* _The task_
A word-for-word repeat of the records below is what this calls for.
━━ Dataset
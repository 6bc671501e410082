pub mod app;
pub mod config;
pub mod core;
pub mod domain;
pub mod utils;

#[cfg(feature = "cli")]
pub use crate::config::CliConfig;

pub use crate::config::toml_config::TomlConfig;
pub use crate::core::{
    detector::{DetectorKind, HashSetDetector, PairwiseDetector, SortDetector},
    engine::SimulationEngine,
    estimator::{MonteCarloEstimator, NoProgress, TracingProgress},
    sampler::{sample_group, BirthdaySampler},
};
pub use crate::domain::model::{
    Birthday, ExampleGroup, Group, SimulationReport, SimulationSummary, DAYS_IN_YEAR,
};
pub use crate::domain::ports::{CollisionDetector, ConfigProvider, ProgressObserver};
pub use crate::utils::error::{Result, SimError};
━━━━
* _Response area_
repository 6bc671501e410082
pub mod app;
pub mod config;
pub mod core;
pub mod domain;
pub mod utils;

#[cfg(feature = "cli")]
pub use crate::config::CliConfig;

pub use crate::config::toml_config::TomlConfig;
pub use crate::core::{
    detector::{DetectorKind, HashSetDetector, PairwiseDetector, SortDetector},
    engine::SimulationEngine,
    estimator::{MonteCarloEstimator, NoProgress, TracingProgress},
    sampler::{sample_group, BirthdaySampler},
};
pub use crate::domain::model::{
    Birthday, ExampleGroup, Group, SimulationReport, SimulationSummary, DAYS_IN_YEAR,
};
pub use crate::domain::ports::{CollisionDetector, ConfigProvider, ProgressObserver};
pub use crate::utils::error::{Result, SimError};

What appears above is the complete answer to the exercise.